WORK ORDER:
Give again the lines of the data from its first line through the line with "a server-side failure.". Change nothing.

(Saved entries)
- Opening Delimiter -

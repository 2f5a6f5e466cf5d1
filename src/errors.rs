use actix_web::HttpResponse;
use thiserror::Error;

use crate::domain::errors::DomainError;

#[derive(Debug, Error)]
pub enum AppError {
    #[error("{0}")]
    NotFound(String),

    #[error("{0}")]
    Validation(String),

    #[error("{0}")]
    Conflict(String),

    #[error("Internal error: {0}")]
    Internal(String),
}

impl From<DomainError> for AppError {
    fn from(e: DomainError) -> Self {
        match e {
            DomainError::SaleNotFound(_)
            | DomainError::CorrelativeNotFound(_)
            | DomainError::PaymentMethodNotFound(_) => AppError::NotFound(e.to_string()),
            DomainError::Validation(msg) => AppError::Validation(msg),
            DomainError::InvalidTransition { .. } => AppError::Conflict(e.to_string()),
            // A correlative conflict is retried inside the service; one that
            // escapes is a server-side failure.
            DomainError::CorrelativeTaken(_) | DomainError::Internal(_) => {
                AppError::Internal(e.to_string())
            }
        }
    }
}

impl actix_web::ResponseError for AppError {
    fn error_response(&self) -> HttpResponse {
        match self {
            AppError::NotFound(_) => HttpResponse::NotFound().json(serde_json::json!({
                "error": self.to_string()
            })),
            AppError::Validation(_) => HttpResponse::BadRequest().json(serde_json::json!({
                "error": self.to_string()
            })),
            AppError::Conflict(_) => HttpResponse::Conflict().json(serde_json::json!({
                "error": self.to_string()
            })),
            AppError::Internal(_) => HttpResponse::InternalServerError().json(
                serde_json::json!({
                    "error": "Internal server error"
                }),
            ),
        }
    }
}
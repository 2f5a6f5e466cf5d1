use crate::domain::errors::DomainError;
use crate::domain::ports::PaymentMethodCatalog;
use crate::domain::sale::{PageResult, PaymentMethodView};

/// Thin pass-through over the catalog port for the read-only payment-method
/// endpoints. The catalog itself is maintained elsewhere; this core only
/// reads it.
pub struct PaymentMethodService<P> {
    catalog: P,
}

impl<P: PaymentMethodCatalog> PaymentMethodService<P> {
    pub fn new(catalog: P) -> Self {
        Self { catalog }
    }

    pub fn get_by_id(&self, id: i32) -> Result<PaymentMethodView, DomainError> {
        self.catalog
            .find_by_id(id)?
            .ok_or(DomainError::PaymentMethodNotFound(id))
    }

    pub fn list_all(&self) -> Result<Vec<PaymentMethodView>, DomainError> {
        self.catalog.list_all()
    }

    pub fn list(&self, page: i64, limit: i64) -> Result<PageResult<PaymentMethodView>, DomainError> {
        self.catalog.list(page, limit)
    }
}
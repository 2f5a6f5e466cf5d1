use bigdecimal::BigDecimal;
use chrono::{DateTime, Utc};
use uuid::Uuid;

use super::status::SaleStatus;

/// One requested line of a sale, as submitted by the buyer.
///
/// `product_name` is snapshotted onto the stored line so later product
/// renames do not alter historical sales.
#[derive(Debug, Clone)]
pub struct SaleLineRequest {
    pub product_id: i64,
    pub product_name: String,
    pub quantity: i32,
    pub unit_price: BigDecimal,
}

/// A validated line with its subtotal computed, ready to persist.
#[derive(Debug, Clone)]
pub struct PricedLine {
    pub product_id: i64,
    pub product_name: String,
    pub quantity: i32,
    pub unit_price: BigDecimal,
    pub subtotal: BigDecimal,
}

/// Creation request for a complete sale aggregate.
#[derive(Debug, Clone)]
pub struct CreateSaleInput {
    pub payment_method_id: i32,
    pub buyer_id: i64,
    pub selling_company_id: Option<i64>,
    pub broker_id: Option<i64>,
    pub lines: Vec<SaleLineRequest>,
}

/// A fully assembled aggregate handed to the repository for the single
/// atomic insert of header plus line items. Storage assigns the row ids.
#[derive(Debug, Clone)]
pub struct NewSaleAggregate {
    pub correlative: String,
    pub payment_method_id: i32,
    pub buyer_id: i64,
    pub selling_company_id: Option<i64>,
    pub broker_id: Option<i64>,
    pub total: BigDecimal,
    pub lines: Vec<PricedLine>,
}

#[derive(Debug, Clone)]
pub struct SaleLineView {
    pub id: Uuid,
    pub product_id: i64,
    pub product_name: String,
    pub quantity: i32,
    pub unit_price: BigDecimal,
    pub subtotal: BigDecimal,
}

#[derive(Debug, Clone)]
pub struct SaleView {
    pub id: Uuid,
    pub correlative: String,
    pub status: SaleStatus,
    pub total: BigDecimal,
    pub payment_confirmed_by_company: bool,
    pub payment_method_id: i32,
    pub payment_method_name: String,
    pub buyer_id: i64,
    pub selling_company_id: Option<i64>,
    pub broker_id: Option<i64>,
    pub created_at: DateTime<Utc>,
    pub updated_at: DateTime<Utc>,
    /// Line items in input order. Listings omit them.
    pub lines: Vec<SaleLineView>,
}

#[derive(Debug, Clone)]
pub struct PaymentMethodView {
    pub id: i32,
    pub name: String,
    pub description: Option<String>,
}

/// Which party a sale listing is filtered by.
#[derive(Debug, Clone, Copy)]
pub enum SaleFilter {
    All,
    Buyer(i64),
    SellingCompany(i64),
    Broker(i64),
}

#[derive(Debug, Clone)]
pub struct PageResult<T> {
    pub items: Vec<T>,
    pub total: i64,
}
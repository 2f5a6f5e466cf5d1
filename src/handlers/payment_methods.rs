use actix_web::{web, HttpResponse};
use serde::Serialize;
use utoipa::ToSchema;

use crate::domain::sale::PaymentMethodView;
use crate::errors::AppError;
use crate::AppPaymentMethodService;

use super::PageParams;

#[derive(Debug, Serialize, ToSchema)]
pub struct PaymentMethodResponse {
    pub id: i32,
    pub name: String,
    pub description: Option<String>,
}

#[derive(Debug, Serialize, ToSchema)]
pub struct ListPaymentMethodsResponse {
    pub items: Vec<PaymentMethodResponse>,
    pub total: i64,
    pub page: i64,
    pub limit: i64,
}

impl From<PaymentMethodView> for PaymentMethodResponse {
    fn from(method: PaymentMethodView) -> Self {
        PaymentMethodResponse {
            id: method.id,
            name: method.name,
            description: method.description,
        }
    }
}

/// GET /payment-methods
#[utoipa::path(
    get,
    path = "/payment-methods",
    params(
        ("page" = Option<i64>, Query, description = "Page number (1-based, default 1)"),
        ("limit" = Option<i64>, Query, description = "Items per page (default 20, max 100)"),
    ),
    responses(
        (status = 200, description = "Paginated payment methods", body = ListPaymentMethodsResponse),
        (status = 500, description = "Internal server error"),
    ),
    tag = "payment-methods"
)]
pub async fn list_payment_methods(
    service: web::Data<AppPaymentMethodService>,
    query: web::Query<PageParams>,
) -> Result<HttpResponse, AppError> {
    let (page, limit) = query.normalized();
    let service = service.into_inner();

    let result = web::block(move || service.list(page, limit))
        .await
        .map_err(|e| AppError::Internal(e.to_string()))??;

    Ok(HttpResponse::Ok().json(ListPaymentMethodsResponse {
        items: result
            .items
            .into_iter()
            .map(PaymentMethodResponse::from)
            .collect(),
        total: result.total,
        page,
        limit,
    }))
}

/// GET /payment-methods/all
#[utoipa::path(
    get,
    path = "/payment-methods/all",
    responses(
        (status = 200, description = "Every catalogued payment method", body = [PaymentMethodResponse]),
        (status = 500, description = "Internal server error"),
    ),
    tag = "payment-methods"
)]
pub async fn list_all_payment_methods(
    service: web::Data<AppPaymentMethodService>,
) -> Result<HttpResponse, AppError> {
    let service = service.into_inner();

    let methods = web::block(move || service.list_all())
        .await
        .map_err(|e| AppError::Internal(e.to_string()))??;

    Ok(HttpResponse::Ok().json(
        methods
            .into_iter()
            .map(PaymentMethodResponse::from)
            .collect::<Vec<_>>(),
    ))
}

/// GET /payment-methods/{id}
#[utoipa::path(
    get,
    path = "/payment-methods/{id}",
    params(("id" = i32, Path, description = "Payment-method identifier")),
    responses(
        (status = 200, description = "Payment method found", body = PaymentMethodResponse),
        (status = 404, description = "Payment method not found"),
        (status = 500, description = "Internal server error"),
    ),
    tag = "payment-methods"
)]
pub async fn get_payment_method(
    service: web::Data<AppPaymentMethodService>,
    path: web::Path<i32>,
) -> Result<HttpResponse, AppError> {
    let id = path.into_inner();
    let service = service.into_inner();

    let method = web::block(move || service.get_by_id(id))
        .await
        .map_err(|e| AppError::Internal(e.to_string()))??;

    Ok(HttpResponse::Ok().json(PaymentMethodResponse::from(method)))
}
use std::str::FromStr;

use actix_web::{web, HttpResponse};
use bigdecimal::BigDecimal;
use serde::{Deserialize, Serialize};
use utoipa::ToSchema;
use uuid::Uuid;

use crate::domain::sale::{
    CreateSaleInput, PageResult, SaleFilter, SaleLineRequest, SaleLineView, SaleView,
};
use crate::domain::status::SaleStatus;
use crate::errors::AppError;
use crate::AppSaleService;

use super::PageParams;

// ── Request / response DTOs ──────────────────────────────────────────────────

#[derive(Debug, Deserialize, ToSchema)]
pub struct CreateSaleLineRequest {
    pub product_id: i64,
    /// Name snapshot stored on the line; later product renames do not alter
    /// this sale.
    pub product_name: String,
    pub quantity: i32,
    /// Decimal price as a string to avoid floating-point issues, e.g. "10.50"
    pub unit_price: String,
}

#[derive(Debug, Deserialize, ToSchema)]
pub struct CreateSaleRequest {
    pub payment_method_id: i32,
    pub buyer_id: i64,
    pub selling_company_id: Option<i64>,
    pub broker_id: Option<i64>,
    pub lines: Vec<CreateSaleLineRequest>,
}

#[derive(Debug, Deserialize, ToSchema)]
pub struct ConfirmPaymentRequest {
    /// true if the company has received the payment.
    pub confirmed: bool,
}

#[derive(Debug, Serialize, ToSchema)]
pub struct SaleLineResponse {
    pub id: Uuid,
    pub product_id: i64,
    pub product_name: String,
    pub quantity: i32,
    pub unit_price: String,
    pub subtotal: String,
}

#[derive(Debug, Serialize, ToSchema)]
pub struct SaleResponse {
    pub id: Uuid,
    pub correlative: String,
    pub status: String,
    pub total: String,
    pub payment_confirmed_by_company: bool,
    pub payment_method_id: i32,
    pub payment_method_name: String,
    pub buyer_id: i64,
    pub selling_company_id: Option<i64>,
    pub broker_id: Option<i64>,
    pub created_at: String,
    pub lines: Vec<SaleLineResponse>,
}

#[derive(Debug, Serialize, ToSchema)]
pub struct ListSalesResponse {
    pub items: Vec<SaleResponse>,
    pub total: i64,
    pub page: i64,
    pub limit: i64,
}

impl From<SaleLineView> for SaleLineResponse {
    fn from(line: SaleLineView) -> Self {
        SaleLineResponse {
            id: line.id,
            product_id: line.product_id,
            product_name: line.product_name,
            quantity: line.quantity,
            unit_price: line.unit_price.to_string(),
            subtotal: line.subtotal.to_string(),
        }
    }
}

impl From<SaleView> for SaleResponse {
    fn from(sale: SaleView) -> Self {
        SaleResponse {
            id: sale.id,
            correlative: sale.correlative,
            status: sale.status.to_string(),
            total: sale.total.to_string(),
            payment_confirmed_by_company: sale.payment_confirmed_by_company,
            payment_method_id: sale.payment_method_id,
            payment_method_name: sale.payment_method_name,
            buyer_id: sale.buyer_id,
            selling_company_id: sale.selling_company_id,
            broker_id: sale.broker_id,
            created_at: sale.created_at.to_rfc3339(),
            lines: sale.lines.into_iter().map(SaleLineResponse::from).collect(),
        }
    }
}

fn to_domain_input(body: CreateSaleRequest) -> Result<CreateSaleInput, AppError> {
    let lines = body
        .lines
        .into_iter()
        .enumerate()
        .map(|(index, line)| {
            let unit_price = BigDecimal::from_str(&line.unit_price).map_err(|e| {
                AppError::Validation(format!(
                    "line {}: invalid unit_price '{}': {}",
                    index, line.unit_price, e
                ))
            })?;
            Ok(SaleLineRequest {
                product_id: line.product_id,
                product_name: line.product_name,
                quantity: line.quantity,
                unit_price,
            })
        })
        .collect::<Result<Vec<_>, AppError>>()?;

    Ok(CreateSaleInput {
        payment_method_id: body.payment_method_id,
        buyer_id: body.buyer_id,
        selling_company_id: body.selling_company_id,
        broker_id: body.broker_id,
        lines,
    })
}

fn page_response(result: PageResult<SaleView>, page: i64, limit: i64) -> ListSalesResponse {
    ListSalesResponse {
        items: result.items.into_iter().map(SaleResponse::from).collect(),
        total: result.total,
        page,
        limit,
    }
}

async fn list_with_filter(
    service: web::Data<AppSaleService>,
    filter: SaleFilter,
    params: PageParams,
) -> Result<HttpResponse, AppError> {
    let (page, limit) = params.normalized();
    let service = service.into_inner();

    let result = web::block(move || service.list_sales(filter, page, limit))
        .await
        .map_err(|e| AppError::Internal(e.to_string()))??;

    Ok(HttpResponse::Ok().json(page_response(result, page, limit)))
}

// ── Handlers ─────────────────────────────────────────────────────────────────

/// POST /sales
///
/// Creates a sale together with its line items. The header and all lines are
/// written inside a single database transaction, so a concurrent reader never
/// observes a partial sale.
#[utoipa::path(
    post,
    path = "/sales",
    request_body = CreateSaleRequest,
    responses(
        (status = 201, description = "Sale created", body = SaleResponse),
        (status = 400, description = "Invalid line items"),
        (status = 404, description = "Payment method not found"),
        (status = 500, description = "Internal server error"),
    ),
    tag = "sales"
)]
pub async fn create_sale(
    service: web::Data<AppSaleService>,
    body: web::Json<CreateSaleRequest>,
) -> Result<HttpResponse, AppError> {
    let input = to_domain_input(body.into_inner())?;
    let service = service.into_inner();

    let sale = web::block(move || service.create_sale(input))
        .await
        .map_err(|e| AppError::Internal(e.to_string()))??;

    Ok(HttpResponse::Created().json(SaleResponse::from(sale)))
}

/// GET /sales/{id}
#[utoipa::path(
    get,
    path = "/sales/{id}",
    params(("id" = Uuid, Path, description = "Sale UUID")),
    responses(
        (status = 200, description = "Sale found", body = SaleResponse),
        (status = 404, description = "Sale not found"),
        (status = 500, description = "Internal server error"),
    ),
    tag = "sales"
)]
pub async fn get_sale(
    service: web::Data<AppSaleService>,
    path: web::Path<Uuid>,
) -> Result<HttpResponse, AppError> {
    let sale_id = path.into_inner();
    let service = service.into_inner();

    let sale = web::block(move || service.get_sale(sale_id))
        .await
        .map_err(|e| AppError::Internal(e.to_string()))??;

    Ok(HttpResponse::Ok().json(SaleResponse::from(sale)))
}

/// GET /sales/correlative/{correlative}
///
/// Lookup by the human-readable reference, used by payment confirmation
/// flows.
#[utoipa::path(
    get,
    path = "/sales/correlative/{correlative}",
    params(("correlative" = String, Path, description = "Sale reference, e.g. VEN-3F2A9C10B4D7")),
    responses(
        (status = 200, description = "Sale found", body = SaleResponse),
        (status = 404, description = "Sale not found"),
        (status = 500, description = "Internal server error"),
    ),
    tag = "sales"
)]
pub async fn get_sale_by_correlative(
    service: web::Data<AppSaleService>,
    path: web::Path<String>,
) -> Result<HttpResponse, AppError> {
    let correlative = path.into_inner();
    let service = service.into_inner();

    let sale = web::block(move || service.get_by_correlative(&correlative))
        .await
        .map_err(|e| AppError::Internal(e.to_string()))??;

    Ok(HttpResponse::Ok().json(SaleResponse::from(sale)))
}

/// PUT /sales/{id}/payment-confirmation
///
/// Marks or reverts the company's payment confirmation. Idempotent.
#[utoipa::path(
    put,
    path = "/sales/{id}/payment-confirmation",
    params(("id" = Uuid, Path, description = "Sale UUID")),
    request_body = ConfirmPaymentRequest,
    responses(
        (status = 200, description = "Confirmation updated", body = SaleResponse),
        (status = 404, description = "Sale not found"),
        (status = 500, description = "Internal server error"),
    ),
    tag = "sales"
)]
pub async fn confirm_payment(
    service: web::Data<AppSaleService>,
    path: web::Path<Uuid>,
    body: web::Json<ConfirmPaymentRequest>,
) -> Result<HttpResponse, AppError> {
    let sale_id = path.into_inner();
    let confirmed = body.into_inner().confirmed;
    let service = service.into_inner();

    let sale = web::block(move || service.confirm_payment(sale_id, confirmed))
        .await
        .map_err(|e| AppError::Internal(e.to_string()))??;

    Ok(HttpResponse::Ok().json(SaleResponse::from(sale)))
}

/// PUT /sales/{id}/status/{new_status}
///
/// Moves the sale to `new_status` if the transition table allows it from the
/// current state; otherwise responds 409 without touching the sale.
#[utoipa::path(
    put,
    path = "/sales/{id}/status/{new_status}",
    params(
        ("id" = Uuid, Path, description = "Sale UUID"),
        ("new_status" = String, Path, description = "One of PENDING, SHIPPED, DELIVERED, CANCELLED"),
    ),
    responses(
        (status = 200, description = "Status updated", body = SaleResponse),
        (status = 400, description = "Unknown status token"),
        (status = 404, description = "Sale not found"),
        (status = 409, description = "Transition not allowed from the current status"),
        (status = 500, description = "Internal server error"),
    ),
    tag = "sales"
)]
pub async fn change_status(
    service: web::Data<AppSaleService>,
    path: web::Path<(Uuid, String)>,
) -> Result<HttpResponse, AppError> {
    let (sale_id, status_token) = path.into_inner();
    let new_status: SaleStatus = status_token.parse().map_err(AppError::from)?;
    let service = service.into_inner();

    let sale = web::block(move || service.change_status(sale_id, new_status))
        .await
        .map_err(|e| AppError::Internal(e.to_string()))??;

    Ok(HttpResponse::Ok().json(SaleResponse::from(sale)))
}

/// GET /sales
#[utoipa::path(
    get,
    path = "/sales",
    params(
        ("page" = Option<i64>, Query, description = "Page number (1-based, default 1)"),
        ("limit" = Option<i64>, Query, description = "Items per page (default 20, max 100)"),
    ),
    responses(
        (status = 200, description = "Paginated sales, newest first", body = ListSalesResponse),
        (status = 500, description = "Internal server error"),
    ),
    tag = "sales"
)]
pub async fn list_sales(
    service: web::Data<AppSaleService>,
    query: web::Query<PageParams>,
) -> Result<HttpResponse, AppError> {
    list_with_filter(service, SaleFilter::All, query.into_inner()).await
}

/// GET /sales/buyer/{buyer_id}
#[utoipa::path(
    get,
    path = "/sales/buyer/{buyer_id}",
    params(
        ("buyer_id" = i64, Path, description = "Buyer identifier"),
        ("page" = Option<i64>, Query, description = "Page number (1-based, default 1)"),
        ("limit" = Option<i64>, Query, description = "Items per page (default 20, max 100)"),
    ),
    responses(
        (status = 200, description = "The buyer's sales, newest first", body = ListSalesResponse),
        (status = 500, description = "Internal server error"),
    ),
    tag = "sales"
)]
pub async fn list_sales_by_buyer(
    service: web::Data<AppSaleService>,
    path: web::Path<i64>,
    query: web::Query<PageParams>,
) -> Result<HttpResponse, AppError> {
    list_with_filter(
        service,
        SaleFilter::Buyer(path.into_inner()),
        query.into_inner(),
    )
    .await
}

/// GET /sales/company/{company_id}
#[utoipa::path(
    get,
    path = "/sales/company/{company_id}",
    params(
        ("company_id" = i64, Path, description = "Selling-company identifier"),
        ("page" = Option<i64>, Query, description = "Page number (1-based, default 1)"),
        ("limit" = Option<i64>, Query, description = "Items per page (default 20, max 100)"),
    ),
    responses(
        (status = 200, description = "The company's sales, newest first", body = ListSalesResponse),
        (status = 500, description = "Internal server error"),
    ),
    tag = "sales"
)]
pub async fn list_sales_by_company(
    service: web::Data<AppSaleService>,
    path: web::Path<i64>,
    query: web::Query<PageParams>,
) -> Result<HttpResponse, AppError> {
    list_with_filter(
        service,
        SaleFilter::SellingCompany(path.into_inner()),
        query.into_inner(),
    )
    .await
}

/// GET /sales/broker/{broker_id}
#[utoipa::path(
    get,
    path = "/sales/broker/{broker_id}",
    params(
        ("broker_id" = i64, Path, description = "Broker identifier"),
        ("page" = Option<i64>, Query, description = "Page number (1-based, default 1)"),
        ("limit" = Option<i64>, Query, description = "Items per page (default 20, max 100)"),
    ),
    responses(
        (status = 200, description = "The broker's sales, newest first", body = ListSalesResponse),
        (status = 500, description = "Internal server error"),
    ),
    tag = "sales"
)]
pub async fn list_sales_by_broker(
    service: web::Data<AppSaleService>,
    path: web::Path<i64>,
    query: web::Query<PageParams>,
) -> Result<HttpResponse, AppError> {
    list_with_filter(
        service,
        SaleFilter::Broker(path.into_inner()),
        query.into_inner(),
    )
    .await
}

- Closing Delimiter -

RESULT BELOW:
repository 2f5a6f5e466cf5d1
filename src/errors.rs
use actix_web::HttpResponse;
use thiserror::Error;

use crate::domain::errors::DomainError;

#[derive(Debug, Error)]
pub enum AppError {
    #[error("{0}")]
    NotFound(String),

    #[error("{0}")]
    Validation(String),

    #[error("{0}")]
    Conflict(String),

    #[error("Internal error: {0}")]
    Internal(String),
}

impl From<DomainError> for AppError {
    fn from(e: DomainError) -> Self {
        match e {
            DomainError::SaleNotFound(_)
            | DomainError::CorrelativeNotFound(_)
            | DomainError::PaymentMethodNotFound(_) => AppError::NotFound(e.to_string()),
            DomainError::Validation(msg) => AppError::Validation(msg),
            DomainError::InvalidTransition { .. } => AppError::Conflict(e.to_string()),
            // A correlative conflict is retried inside the service; one that
            // escapes is a server-side failure.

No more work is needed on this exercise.